Goal of the exercise: Where a line of the data below has the string "yaml", copy that line.

+ + + +

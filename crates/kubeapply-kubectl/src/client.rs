//! Public apply/delete entry points
//!
//! [`Kubectl`] pairs a command engine with its configuration. The free
//! functions at the bottom of this module use a default client backed by the
//! `kubectl` binary on `PATH`.

use std::path::Path;
use std::sync::Arc;

use crate::bridge::{apply_func, delete_func, path_strings};
use crate::config::KubectlConfig;
use crate::context::Context;
use crate::engine::{CommandEngine, KubectlEngine};
use crate::error::Result;
use crate::options::{ApplyKustomizationOptions, ApplyManifestsOptions, ApplyOptions, DeleteOptions};

/// Client for applying and deleting manifests with kubectl semantics
///
/// Calls of the same kind are serialized process-wide, across all clients:
/// at most one apply and one delete run at any time.
pub struct Kubectl<E: CommandEngine = KubectlEngine> {
    engine: Arc<E>,
    config: KubectlConfig,
}

impl Kubectl<KubectlEngine> {
    /// Client using the kubectl binary named in `config`
    pub fn new(config: KubectlConfig) -> Self {
        let engine = KubectlEngine::new(config.binary.clone());
        Self::with_engine(engine, config)
    }
}

impl Default for Kubectl<KubectlEngine> {
    fn default() -> Self {
        Self::new(KubectlConfig::default())
    }
}

impl<E: CommandEngine> Kubectl<E> {
    /// Client using a custom engine
    pub fn with_engine(engine: E, config: KubectlConfig) -> Self {
        Self {
            engine: Arc::new(engine),
            config,
        }
    }

    /// Get the command engine
    pub fn engine(&self) -> &E {
        &self.engine
    }

    /// Get the configuration
    pub fn config(&self) -> &KubectlConfig {
        &self.config
    }

    /// Apply manifest files, like `kubectl apply -f`
    ///
    /// # Example
    ///
    /// ```no_run
    /// use std::time::Duration;
    /// use kubeapply_kubectl::{ApplyManifestsOptions, Context, Kubectl};
    ///
    /// # async fn run() -> kubeapply_kubectl::Result<()> {
    /// let ctx = Context::with_timeout(Duration::from_secs(10));
    /// let kubectl: Kubectl = Kubectl::default();
    /// kubectl
    ///     .apply_manifests(
    ///         &ctx,
    ///         "/path/to/kubeconfig",
    ///         &ApplyManifestsOptions::new(),
    ///         &["/path/to/manifest1.yaml", "/path/to/manifest2.yaml"],
    ///     )
    ///     .await
    /// # }
    /// ```
    pub async fn apply_manifests<P: AsRef<Path>>(
        &self,
        ctx: &Context,
        kubeconfig_path: &str,
        opts: &ApplyManifestsOptions,
        paths: &[P],
    ) -> Result<()> {
        let opts = ApplyOptions::from(opts);
        apply_func(
            &self.engine,
            self.config.default_timeout,
            ctx,
            kubeconfig_path,
            Some(&opts),
            &path_strings(paths),
        )
        .await
    }

    /// Apply Kustomization directories, like `kubectl apply -k`
    pub async fn apply_kustomization<P: AsRef<Path>>(
        &self,
        ctx: &Context,
        kubeconfig_path: &str,
        opts: &ApplyKustomizationOptions,
        paths: &[P],
    ) -> Result<()> {
        let opts = ApplyOptions::from(opts);
        apply_func(
            &self.engine,
            self.config.default_timeout,
            ctx,
            kubeconfig_path,
            Some(&opts),
            &path_strings(paths),
        )
        .await
    }

    /// Delete the resources in manifest files, like `kubectl delete -f`
    pub async fn delete_manifests<P: AsRef<Path>>(
        &self,
        ctx: &Context,
        kubeconfig_path: &str,
        paths: &[P],
    ) -> Result<()> {
        delete_func(
            &self.engine,
            self.config.default_timeout,
            ctx,
            kubeconfig_path,
            Some(&DeleteOptions::MANIFESTS),
            &path_strings(paths),
        )
        .await
    }

    /// Delete the resources a Kustomization renders, like `kubectl delete -k`
    pub async fn delete_kustomization<P: AsRef<Path>>(
        &self,
        ctx: &Context,
        kubeconfig_path: &str,
        paths: &[P],
    ) -> Result<()> {
        delete_func(
            &self.engine,
            self.config.default_timeout,
            ctx,
            kubeconfig_path,
            Some(&DeleteOptions::KUSTOMIZATION),
            &path_strings(paths),
        )
        .await
    }
}

// ========== Default client ==========

/// [`Kubectl::apply_manifests`] with the default client
pub async fn apply_manifests<P: AsRef<Path>>(
    ctx: &Context,
    kubeconfig_path: &str,
    opts: &ApplyManifestsOptions,
    paths: &[P],
) -> Result<()> {
    Kubectl::<KubectlEngine>::default()
        .apply_manifests(ctx, kubeconfig_path, opts, paths)
        .await
}

/// [`Kubectl::apply_kustomization`] with the default client
pub async fn apply_kustomization<P: AsRef<Path>>(
    ctx: &Context,
    kubeconfig_path: &str,
    opts: &ApplyKustomizationOptions,
    paths: &[P],
) -> Result<()> {
    Kubectl::<KubectlEngine>::default()
        .apply_kustomization(ctx, kubeconfig_path, opts, paths)
        .await
}

/// [`Kubectl::delete_manifests`] with the default client
pub async fn delete_manifests<P: AsRef<Path>>(
    ctx: &Context,
    kubeconfig_path: &str,
    paths: &[P],
) -> Result<()> {
    Kubectl::<KubectlEngine>::default()
        .delete_manifests(ctx, kubeconfig_path, paths)
        .await
}

/// [`Kubectl::delete_kustomization`] with the default client
pub async fn delete_kustomization<P: AsRef<Path>>(
    ctx: &Context,
    kubeconfig_path: &str,
    paths: &[P],
) -> Result<()> {
    Kubectl::<KubectlEngine>::default()
        .delete_kustomization(ctx, kubeconfig_path, paths)
        .await
}

#[cfg(test)]
mod tests {
    use super::*;
    use crate::dry_run::DryRun;
    use crate::engine::{MockEngine, Verb};
    use crate::error::KubectlError;
    use crate::test_support::SERIAL;
    use std::time::Duration;

    fn mock_client() -> Kubectl<MockEngine> {
        Kubectl::with_engine(MockEngine::new(), KubectlConfig::default())
    }

    fn ctx() -> Context {
        Context::with_timeout(Duration::from_secs(30))
    }

    #[tokio::test]
    async fn test_apply_manifests_uses_filename() {
        let _serial = SERIAL.lock().await;
        let kubectl = mock_client();

        kubectl
            .apply_manifests(
                &ctx(),
                "/tmp/kubeconfig",
                &ApplyManifestsOptions::new().with_dry_run(true),
                &["ns.yaml"],
            )
            .await
            .unwrap();

        let invocation = kubectl.engine().last_invocation().unwrap();
        assert_eq!(invocation.flags().get("filename"), Some("ns.yaml"));
        assert_eq!(invocation.flags().get("dry-run"), Some("server"));
    }

    #[tokio::test]
    async fn test_apply_kustomization_uses_kustomize() {
        let _serial = SERIAL.lock().await;
        let kubectl = mock_client();

        kubectl
            .apply_kustomization(
                &ctx(),
                "/tmp/kubeconfig",
                &ApplyKustomizationOptions::new().with_dry_run(DryRun::None),
                &[Path::new("/tmp/overlay")],
            )
            .await
            .unwrap();

        let invocation = kubectl.engine().last_invocation().unwrap();
        assert_eq!(invocation.flags().get("kustomize"), Some("/tmp/overlay"));
        assert!(!invocation.flags().contains("dry-run"));
    }

    #[tokio::test]
    async fn test_delete_variants() {
        let _serial = SERIAL.lock().await;
        let kubectl = mock_client();

        kubectl
            .delete_manifests(&ctx(), "/tmp/kubeconfig", &["a.yaml", "b.yaml"])
            .await
            .unwrap();
        kubectl
            .delete_kustomization(&ctx(), "/tmp/kubeconfig", &["/tmp/overlay"])
            .await
            .unwrap();

        let invocations = kubectl.engine().invocations();
        assert_eq!(invocations[0].verb(), Verb::Delete);
        assert_eq!(invocations[0].flags().get("filename"), Some("a.yaml,b.yaml"));
        assert_eq!(invocations[1].flags().get("kustomize"), Some("/tmp/overlay"));
    }

    #[tokio::test]
    async fn test_public_api_keeps_bridge_validation() {
        let kubectl = mock_client();
        let empty: [&str; 0] = [];

        let err = kubectl
            .delete_manifests(&ctx(), "/tmp/kubeconfig", &empty)
            .await
            .unwrap_err();
        assert!(matches!(err, KubectlError::NoFiles { verb: Verb::Delete }));

        let err = kubectl
            .apply_kustomization(
                &ctx(),
                "",
                &ApplyKustomizationOptions::default(),
                &["/tmp/overlay"],
            )
            .await
            .unwrap_err();
        assert!(err.is_validation());
    }

    #[test]
    fn test_default_client_uses_kubectl_on_path() {
        let kubectl: Kubectl = Kubectl::default();
        assert_eq!(kubectl.engine().binary(), Path::new("kubectl"));
        assert_eq!(kubectl.config().default_timeout, Duration::from_secs(15));
    }

    #[test]
    fn test_client_binary_follows_config() {
        let kubectl: Kubectl = Kubectl::new(KubectlConfig::default().with_binary("/opt/kubectl"));
        assert_eq!(kubectl.engine().binary(), Path::new("/opt/kubectl"));
    }
}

+ + + +

The answer:
    ///         &["/path/to/manifest1.yaml", "/path/to/manifest2.yaml"],
                &["ns.yaml"],
        assert_eq!(invocation.flags().get("filename"), Some("ns.yaml"));
            .delete_manifests(&ctx(), "/tmp/kubeconfig", &["a.yaml", "b.yaml"])
        assert_eq!(invocations[0].flags().get("filename"), Some("a.yaml,b.yaml"));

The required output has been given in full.